Without Geopartitioning

Non-partitioned query: ```sql theme={null} SELECT "from", "to", eta_mins, flight_time, z.BoroName AS boro_name, z.NTAName AS nta_name FROM example_geospatial.flights_nongeopartitioned f JOIN example_geospatial.nyct2010 z ON STXY_CONTAINS(z.geom, f.x, f.y) AND z.NTAName = 'Airport' ``` Sample runtime: ``` Query Execution Time: 0.453 s ```

With Geopartitioning

Partitioned query: ```sql theme={null} SELECT "from", "to", eta_mins, flight_time, z.BoroName AS boro_name, z.NTAName AS nta_name FROM example_geospatial.flights_geopartitioned f JOIN example_geospatial.nyct2010 z ON STXY_CONTAINS(z.geom, f.x, f.y) AND z.NTAName = 'Airport' ``` Sample runtime: ``` Query Execution Time: 0.196 s ``` #### Conclusion & Cautions In this example, the same query, run against a geopartitioned table, is able to execute more than twice as fast as when run against a table without geopartitioning.
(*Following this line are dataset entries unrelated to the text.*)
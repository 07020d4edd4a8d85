use rand::{rngs::StdRng, Rng, SeedableRng};
use simnet::{
    contracts::FungibleToken,
    ledger::{Amount, STX},
    simnet::token_asset_id,
    ContractId, Principal, Simnet, SimnetConfig, Value,
};

const WALLETS: [&str; 4] = ["deployer", "wallet_1", "wallet_2", "wallet_3"];

fn simnet_with_token(max_supply: Option<Amount>) -> (Simnet, ContractId) {
    let mut simnet = Simnet::new(SimnetConfig::devnet()).unwrap();
    let id = simnet
        .deploy_contract(
            "capped-token",
            FungibleToken::new("Capped", "CAP", 2, max_supply),
            "deployer",
        )
        .unwrap();
    (simnet, id)
}

fn principal(simnet: &Simnet, name: &str) -> Principal {
    simnet.account(name).unwrap().clone()
}

fn mint(simnet: &mut Simnet, id: &ContractId, amount: u128, to: &str, sender: &str) -> Value {
    let recipient = principal(simnet, to);
    simnet
        .call_public_fn(
            &id.to_string(),
            "mint",
            &[Value::uint(amount), Value::principal(recipient)],
            sender,
        )
        .unwrap()
        .result
}

fn transfer(simnet: &mut Simnet, id: &ContractId, amount: u128, from: &str, to: &str, sender: &str) -> Value {
    let args = [
        Value::uint(amount),
        Value::principal(principal(simnet, from)),
        Value::principal(principal(simnet, to)),
        Value::none(),
    ];
    simnet
        .call_public_fn(&id.to_string(), "transfer", &args, sender)
        .unwrap()
        .result
}

fn token_balance(simnet: &Simnet, id: &ContractId, name: &str) -> Amount {
    simnet.balance(&principal(simnet, name), &token_asset_id(id, "token"))
}

#[test]
fn only_the_owner_mints() {
    let (mut simnet, id) = simnet_with_token(None);
    assert_eq!(
        mint(&mut simnet, &id, 500, "wallet_1", "wallet_1"),
        Value::err(Value::uint(100))
    );
    assert_eq!(token_balance(&simnet, &id, "wallet_1"), 0);

    assert_eq!(
        mint(&mut simnet, &id, 500, "wallet_1", "deployer"),
        Value::ok(Value::bool(true))
    );
    assert_eq!(token_balance(&simnet, &id, "wallet_1"), 500);
}

#[test]
fn mint_respects_max_supply() {
    let (mut simnet, id) = simnet_with_token(Some(1_000));
    assert_eq!(
        mint(&mut simnet, &id, 800, "wallet_1", "deployer"),
        Value::ok(Value::bool(true))
    );
    assert_eq!(
        mint(&mut simnet, &id, 201, "wallet_2", "deployer"),
        Value::err(Value::uint(1))
    );
    assert_eq!(
        mint(&mut simnet, &id, 0, "wallet_2", "deployer"),
        Value::err(Value::uint(1))
    );
    assert_eq!(
        mint(&mut simnet, &id, 200, "wallet_2", "deployer"),
        Value::ok(Value::bool(true))
    );

    let supply = simnet
        .call_read_only_fn(&id.to_string(), "get-total-supply", &[], "wallet_3")
        .unwrap();
    assert_eq!(supply.result, Value::ok(Value::uint(1_000)));
}

#[test]
fn transfer_error_codes() {
    let (mut simnet, id) = simnet_with_token(None);
    mint(&mut simnet, &id, 100, "wallet_1", "deployer");

    assert_eq!(
        transfer(&mut simnet, &id, 10, "wallet_1", "wallet_2", "wallet_2"),
        Value::err(Value::uint(101))
    );
    assert_eq!(
        transfer(&mut simnet, &id, 101, "wallet_1", "wallet_2", "wallet_1"),
        Value::err(Value::uint(1))
    );
    assert_eq!(
        transfer(&mut simnet, &id, 10, "wallet_1", "wallet_1", "wallet_1"),
        Value::err(Value::uint(2))
    );
    assert_eq!(
        transfer(&mut simnet, &id, 0, "wallet_1", "wallet_2", "wallet_1"),
        Value::err(Value::uint(3))
    );
    assert_eq!(
        transfer(&mut simnet, &id, 40, "wallet_1", "wallet_2", "wallet_1"),
        Value::ok(Value::bool(true))
    );
    assert_eq!(token_balance(&simnet, &id, "wallet_1"), 60);
    assert_eq!(token_balance(&simnet, &id, "wallet_2"), 40);
}

#[test]
fn token_uri_is_owner_only() {
    let (mut simnet, id) = simnet_with_token(None);
    let contract = id.to_string();
    let uri = Value::string_utf8("ipfs://token");

    let denied = simnet
        .call_public_fn(&contract, "set-token-uri", &[uri.clone()], "wallet_1")
        .unwrap();
    assert_eq!(denied.result, Value::err(Value::uint(100)));

    let accepted = simnet
        .call_public_fn(&contract, "set-token-uri", &[uri.clone()], "deployer")
        .unwrap();
    assert!(accepted.result.is_ok());
    assert_eq!(
        simnet.get_data_var(&contract, "token-uri").unwrap(),
        Some(Value::some(uri))
    );
}

#[test]
fn random_transfers_conserve_supply() {
    let (mut simnet, id) = simnet_with_token(None);
    for wallet in WALLETS {
        mint(&mut simnet, &id, 1_000, wallet, "deployer");
    }
    let stx_before: Amount = WALLETS
        .iter()
        .map(|w| simnet.balance(&principal(&simnet, w), STX))
        .sum();

    let mut rng = StdRng::seed_from_u64(0x5eed);
    for _ in 0..200 {
        let from = WALLETS[rng.gen_range(0..WALLETS.len())];
        let to = WALLETS[rng.gen_range(0..WALLETS.len())];
        let amount = rng.gen_range(0..1_500u128);
        let before = simnet.get_assets_map();

        let result = transfer(&mut simnet, &id, amount, from, to, from);
        if result.is_err() {
            assert_eq!(simnet.get_assets_map(), before, "{from} -> {to} x{amount}");
        }

        let total: Amount = WALLETS
            .iter()
            .map(|w| token_balance(&simnet, &id, w))
            .sum();
        assert_eq!(total, 4_000);
    }

    let stx_after: Amount = WALLETS
        .iter()
        .map(|w| simnet.balance(&principal(&simnet, w), STX))
        .sum();
    assert_eq!(stx_before, stx_after);
}

#[test]
fn random_stx_transfers_conserve_supply() {
    let mut simnet = Simnet::new(SimnetConfig::devnet().with_uniform_balance(5_000)).unwrap();
    let total = |simnet: &Simnet| -> Amount {
        simnet
            .get_assets_map()
            .values()
            .filter_map(|assets| assets.get(STX))
            .sum()
    };
    let start = total(&simnet);
    let start_height = simnet.block_height();

    let mut rng = StdRng::seed_from_u64(42);
    let rounds = 100;
    for _ in 0..rounds {
        let from = WALLETS[rng.gen_range(0..WALLETS.len())];
        let to = WALLETS[rng.gen_range(0..WALLETS.len())];
        let amount = rng.gen_range(0..8_000u128);
        let receipt = simnet.transfer_stx(amount, to, from).unwrap();
        assert!(receipt.result.is_response());
        assert_eq!(total(&simnet), start);
    }
    assert_eq!(simnet.block_height(), start_height + rounds);
}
Note that only the point data table was partitioned, using a geohash precision of 2. This will not be the optimal configuration in every case. This geopartitioning technique may require testing several configurations to determine the one that provides optimal performance for the given data set and query. For each of the tables involved in the join, a decision must be made to partition the table (or not), and if so, what precision to use for the geohash used to partition the table. The size & geospatial distribution of both data sets, as well as the extent to which they overlap, will have an impact on the performance of the query and the configuration required to process it in the best case.